TASK DESCRIPTION
Write out every line below that contains "AdmittedSession".

Stored entries
§
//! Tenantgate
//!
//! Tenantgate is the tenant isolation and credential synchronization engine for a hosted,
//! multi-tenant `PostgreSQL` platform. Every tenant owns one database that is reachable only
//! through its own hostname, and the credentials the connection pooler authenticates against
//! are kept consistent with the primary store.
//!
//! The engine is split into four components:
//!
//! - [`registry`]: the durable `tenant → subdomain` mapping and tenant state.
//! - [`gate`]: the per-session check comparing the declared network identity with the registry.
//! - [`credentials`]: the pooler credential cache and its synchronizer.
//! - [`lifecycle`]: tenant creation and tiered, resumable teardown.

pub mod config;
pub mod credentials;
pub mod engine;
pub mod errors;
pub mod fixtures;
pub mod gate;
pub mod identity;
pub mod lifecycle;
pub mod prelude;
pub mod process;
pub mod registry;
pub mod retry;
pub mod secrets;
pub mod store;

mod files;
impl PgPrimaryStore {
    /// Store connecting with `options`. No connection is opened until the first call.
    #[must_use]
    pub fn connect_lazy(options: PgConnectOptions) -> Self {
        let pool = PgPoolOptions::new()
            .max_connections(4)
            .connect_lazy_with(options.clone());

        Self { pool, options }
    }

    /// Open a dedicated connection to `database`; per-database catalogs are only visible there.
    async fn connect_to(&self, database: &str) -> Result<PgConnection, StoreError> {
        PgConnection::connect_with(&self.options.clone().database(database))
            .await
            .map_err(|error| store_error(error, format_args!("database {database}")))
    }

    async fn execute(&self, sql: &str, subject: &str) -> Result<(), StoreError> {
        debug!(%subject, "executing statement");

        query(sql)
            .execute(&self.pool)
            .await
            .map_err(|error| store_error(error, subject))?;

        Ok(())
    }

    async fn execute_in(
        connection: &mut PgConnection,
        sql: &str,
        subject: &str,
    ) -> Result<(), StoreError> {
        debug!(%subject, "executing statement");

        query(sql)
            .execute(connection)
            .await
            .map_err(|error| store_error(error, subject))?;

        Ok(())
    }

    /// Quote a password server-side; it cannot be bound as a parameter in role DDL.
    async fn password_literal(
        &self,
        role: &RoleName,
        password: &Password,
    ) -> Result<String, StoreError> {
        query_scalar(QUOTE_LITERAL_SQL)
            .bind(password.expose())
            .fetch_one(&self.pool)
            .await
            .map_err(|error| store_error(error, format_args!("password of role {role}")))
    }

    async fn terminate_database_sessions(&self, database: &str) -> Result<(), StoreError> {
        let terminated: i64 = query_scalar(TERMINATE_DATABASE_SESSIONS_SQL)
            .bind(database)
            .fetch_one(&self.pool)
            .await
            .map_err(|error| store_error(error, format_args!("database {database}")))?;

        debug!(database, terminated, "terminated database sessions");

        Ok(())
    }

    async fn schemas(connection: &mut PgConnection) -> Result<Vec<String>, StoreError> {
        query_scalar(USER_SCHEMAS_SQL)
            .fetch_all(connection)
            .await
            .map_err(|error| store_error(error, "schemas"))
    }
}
§
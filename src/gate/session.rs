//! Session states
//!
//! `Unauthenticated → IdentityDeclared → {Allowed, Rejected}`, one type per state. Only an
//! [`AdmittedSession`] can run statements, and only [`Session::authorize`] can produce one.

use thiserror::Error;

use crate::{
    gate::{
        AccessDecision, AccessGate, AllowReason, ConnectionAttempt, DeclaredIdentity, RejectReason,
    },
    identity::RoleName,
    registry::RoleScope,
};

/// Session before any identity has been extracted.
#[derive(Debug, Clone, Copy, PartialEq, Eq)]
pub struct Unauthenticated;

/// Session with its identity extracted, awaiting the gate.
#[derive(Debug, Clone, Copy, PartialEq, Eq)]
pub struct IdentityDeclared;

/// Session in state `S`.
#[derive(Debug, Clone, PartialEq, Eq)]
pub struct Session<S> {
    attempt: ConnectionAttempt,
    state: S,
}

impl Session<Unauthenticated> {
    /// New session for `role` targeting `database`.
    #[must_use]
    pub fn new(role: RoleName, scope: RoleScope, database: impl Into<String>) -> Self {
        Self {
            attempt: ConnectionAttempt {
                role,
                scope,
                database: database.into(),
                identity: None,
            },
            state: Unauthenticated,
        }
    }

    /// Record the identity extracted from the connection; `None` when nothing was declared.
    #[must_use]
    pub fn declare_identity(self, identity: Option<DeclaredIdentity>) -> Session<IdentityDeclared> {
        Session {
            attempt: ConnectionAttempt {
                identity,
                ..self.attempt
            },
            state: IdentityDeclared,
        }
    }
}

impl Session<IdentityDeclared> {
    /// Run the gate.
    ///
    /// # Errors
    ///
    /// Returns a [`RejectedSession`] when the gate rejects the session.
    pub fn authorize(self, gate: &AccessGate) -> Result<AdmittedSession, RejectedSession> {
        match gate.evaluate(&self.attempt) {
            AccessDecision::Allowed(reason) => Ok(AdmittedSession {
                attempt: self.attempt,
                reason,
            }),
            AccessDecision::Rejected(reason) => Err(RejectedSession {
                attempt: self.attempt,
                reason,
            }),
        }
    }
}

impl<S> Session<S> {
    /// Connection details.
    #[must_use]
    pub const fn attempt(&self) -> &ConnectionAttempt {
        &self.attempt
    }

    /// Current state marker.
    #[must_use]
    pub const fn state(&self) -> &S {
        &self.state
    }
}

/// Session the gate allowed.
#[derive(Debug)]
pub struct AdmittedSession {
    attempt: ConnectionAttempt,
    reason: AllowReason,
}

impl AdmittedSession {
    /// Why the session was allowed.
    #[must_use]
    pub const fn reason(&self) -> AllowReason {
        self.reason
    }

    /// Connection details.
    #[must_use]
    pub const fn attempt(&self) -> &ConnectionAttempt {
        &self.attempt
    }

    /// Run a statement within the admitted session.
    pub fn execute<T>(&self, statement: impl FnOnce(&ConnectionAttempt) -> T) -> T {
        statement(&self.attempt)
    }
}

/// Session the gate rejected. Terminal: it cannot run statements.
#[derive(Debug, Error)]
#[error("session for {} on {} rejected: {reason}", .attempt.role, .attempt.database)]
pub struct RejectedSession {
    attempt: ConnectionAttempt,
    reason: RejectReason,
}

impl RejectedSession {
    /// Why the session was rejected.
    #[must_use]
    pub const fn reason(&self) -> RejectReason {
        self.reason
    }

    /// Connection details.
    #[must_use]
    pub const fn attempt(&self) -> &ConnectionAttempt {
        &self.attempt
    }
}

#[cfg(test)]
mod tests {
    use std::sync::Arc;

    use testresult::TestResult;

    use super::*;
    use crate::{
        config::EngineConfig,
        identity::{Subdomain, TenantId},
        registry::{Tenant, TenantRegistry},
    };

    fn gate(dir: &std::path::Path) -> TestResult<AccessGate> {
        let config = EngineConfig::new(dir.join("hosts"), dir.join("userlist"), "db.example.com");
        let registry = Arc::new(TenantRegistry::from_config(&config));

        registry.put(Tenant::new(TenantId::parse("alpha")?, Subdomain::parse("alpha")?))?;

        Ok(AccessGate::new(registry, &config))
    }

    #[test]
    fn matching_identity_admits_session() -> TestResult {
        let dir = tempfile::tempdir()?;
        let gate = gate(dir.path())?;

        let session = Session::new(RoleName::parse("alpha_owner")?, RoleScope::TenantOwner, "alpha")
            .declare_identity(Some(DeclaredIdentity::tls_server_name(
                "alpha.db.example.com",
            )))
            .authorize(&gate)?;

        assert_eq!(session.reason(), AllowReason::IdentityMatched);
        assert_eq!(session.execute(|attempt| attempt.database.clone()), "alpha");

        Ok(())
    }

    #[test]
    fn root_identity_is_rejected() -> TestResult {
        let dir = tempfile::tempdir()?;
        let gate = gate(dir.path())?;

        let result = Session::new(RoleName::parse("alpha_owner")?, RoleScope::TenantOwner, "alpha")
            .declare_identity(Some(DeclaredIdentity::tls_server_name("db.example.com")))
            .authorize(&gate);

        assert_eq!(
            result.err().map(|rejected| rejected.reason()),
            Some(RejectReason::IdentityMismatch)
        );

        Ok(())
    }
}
§
SOLUTION TO THIS EXERCISE
//! [`AdmittedSession`] can run statements, and only [`Session::authorize`] can produce one.
    pub fn authorize(self, gate: &AccessGate) -> Result<AdmittedSession, RejectedSession> {
            AccessDecision::Allowed(reason) => Ok(AdmittedSession {
pub struct AdmittedSession {
impl AdmittedSession {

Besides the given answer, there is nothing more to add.